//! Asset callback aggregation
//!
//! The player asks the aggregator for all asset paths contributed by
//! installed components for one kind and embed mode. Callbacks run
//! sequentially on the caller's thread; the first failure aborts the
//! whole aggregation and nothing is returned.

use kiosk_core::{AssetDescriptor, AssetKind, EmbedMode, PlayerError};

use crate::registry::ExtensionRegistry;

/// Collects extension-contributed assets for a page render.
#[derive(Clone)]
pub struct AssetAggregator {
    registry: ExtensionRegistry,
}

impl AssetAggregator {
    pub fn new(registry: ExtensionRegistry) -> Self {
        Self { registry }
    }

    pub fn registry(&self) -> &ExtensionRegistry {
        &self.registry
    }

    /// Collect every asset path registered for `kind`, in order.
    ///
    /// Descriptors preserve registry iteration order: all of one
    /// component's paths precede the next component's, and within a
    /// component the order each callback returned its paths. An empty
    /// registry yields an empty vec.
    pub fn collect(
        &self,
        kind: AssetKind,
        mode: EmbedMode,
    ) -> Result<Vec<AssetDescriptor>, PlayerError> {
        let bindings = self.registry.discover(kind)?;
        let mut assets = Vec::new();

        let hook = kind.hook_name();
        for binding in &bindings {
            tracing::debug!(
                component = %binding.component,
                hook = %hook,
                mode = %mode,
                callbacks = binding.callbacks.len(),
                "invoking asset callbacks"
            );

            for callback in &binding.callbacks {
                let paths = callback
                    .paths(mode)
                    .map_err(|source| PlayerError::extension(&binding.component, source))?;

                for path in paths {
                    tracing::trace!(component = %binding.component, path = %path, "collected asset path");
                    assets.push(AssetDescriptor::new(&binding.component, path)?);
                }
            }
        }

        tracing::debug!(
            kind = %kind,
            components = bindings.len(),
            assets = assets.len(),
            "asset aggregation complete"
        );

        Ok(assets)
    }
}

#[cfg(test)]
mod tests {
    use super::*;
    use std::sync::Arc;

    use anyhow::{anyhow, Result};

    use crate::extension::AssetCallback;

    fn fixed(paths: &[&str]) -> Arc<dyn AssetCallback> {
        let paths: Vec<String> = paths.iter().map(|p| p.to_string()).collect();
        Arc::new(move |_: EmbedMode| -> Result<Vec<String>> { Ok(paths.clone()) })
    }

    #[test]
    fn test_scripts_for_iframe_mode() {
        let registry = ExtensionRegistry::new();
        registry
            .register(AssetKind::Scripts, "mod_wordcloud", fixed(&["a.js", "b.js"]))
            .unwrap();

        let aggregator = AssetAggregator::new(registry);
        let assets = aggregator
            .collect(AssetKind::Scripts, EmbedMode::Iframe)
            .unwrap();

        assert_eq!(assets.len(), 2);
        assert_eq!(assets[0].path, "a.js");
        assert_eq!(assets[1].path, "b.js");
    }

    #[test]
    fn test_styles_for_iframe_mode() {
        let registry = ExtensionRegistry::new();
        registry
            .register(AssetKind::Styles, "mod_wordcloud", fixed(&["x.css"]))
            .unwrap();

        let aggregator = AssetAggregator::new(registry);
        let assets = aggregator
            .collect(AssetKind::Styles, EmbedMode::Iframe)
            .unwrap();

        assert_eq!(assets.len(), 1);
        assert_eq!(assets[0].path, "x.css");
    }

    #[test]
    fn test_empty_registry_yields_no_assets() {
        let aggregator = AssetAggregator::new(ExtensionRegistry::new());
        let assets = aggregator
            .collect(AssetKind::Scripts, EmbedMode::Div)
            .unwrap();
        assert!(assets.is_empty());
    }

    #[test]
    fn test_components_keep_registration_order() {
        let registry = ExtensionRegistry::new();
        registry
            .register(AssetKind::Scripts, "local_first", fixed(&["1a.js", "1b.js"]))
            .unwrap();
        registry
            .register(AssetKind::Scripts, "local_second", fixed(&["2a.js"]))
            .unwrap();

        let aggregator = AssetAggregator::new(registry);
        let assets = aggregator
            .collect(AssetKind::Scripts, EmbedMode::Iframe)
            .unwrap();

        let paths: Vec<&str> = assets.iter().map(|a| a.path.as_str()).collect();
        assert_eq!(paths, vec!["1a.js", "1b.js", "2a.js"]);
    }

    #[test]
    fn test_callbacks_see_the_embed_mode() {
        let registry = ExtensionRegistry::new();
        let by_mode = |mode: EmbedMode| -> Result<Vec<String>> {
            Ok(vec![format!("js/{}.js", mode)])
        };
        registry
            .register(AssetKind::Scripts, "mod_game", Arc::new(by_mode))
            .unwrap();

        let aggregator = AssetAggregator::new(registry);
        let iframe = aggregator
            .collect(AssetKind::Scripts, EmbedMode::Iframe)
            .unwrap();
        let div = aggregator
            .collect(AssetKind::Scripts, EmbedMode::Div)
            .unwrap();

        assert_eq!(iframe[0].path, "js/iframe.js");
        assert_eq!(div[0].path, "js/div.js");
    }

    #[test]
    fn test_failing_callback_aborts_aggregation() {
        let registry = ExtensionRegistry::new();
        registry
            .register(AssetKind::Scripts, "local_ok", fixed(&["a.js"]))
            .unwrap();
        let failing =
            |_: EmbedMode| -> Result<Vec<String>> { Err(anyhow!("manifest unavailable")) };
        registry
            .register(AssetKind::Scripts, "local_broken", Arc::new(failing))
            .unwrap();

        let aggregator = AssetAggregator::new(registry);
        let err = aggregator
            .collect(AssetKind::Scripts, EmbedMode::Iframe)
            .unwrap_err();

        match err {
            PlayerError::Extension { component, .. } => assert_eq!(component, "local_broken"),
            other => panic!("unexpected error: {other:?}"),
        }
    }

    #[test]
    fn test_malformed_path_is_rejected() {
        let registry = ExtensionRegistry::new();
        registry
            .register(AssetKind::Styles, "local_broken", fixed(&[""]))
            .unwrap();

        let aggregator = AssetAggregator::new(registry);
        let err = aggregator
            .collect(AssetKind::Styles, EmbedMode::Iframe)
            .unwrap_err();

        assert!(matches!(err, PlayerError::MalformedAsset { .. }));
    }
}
____
**Task details**
Across the entries, how many lines include the string "crate"? The answer should be only a number.

**Result**
2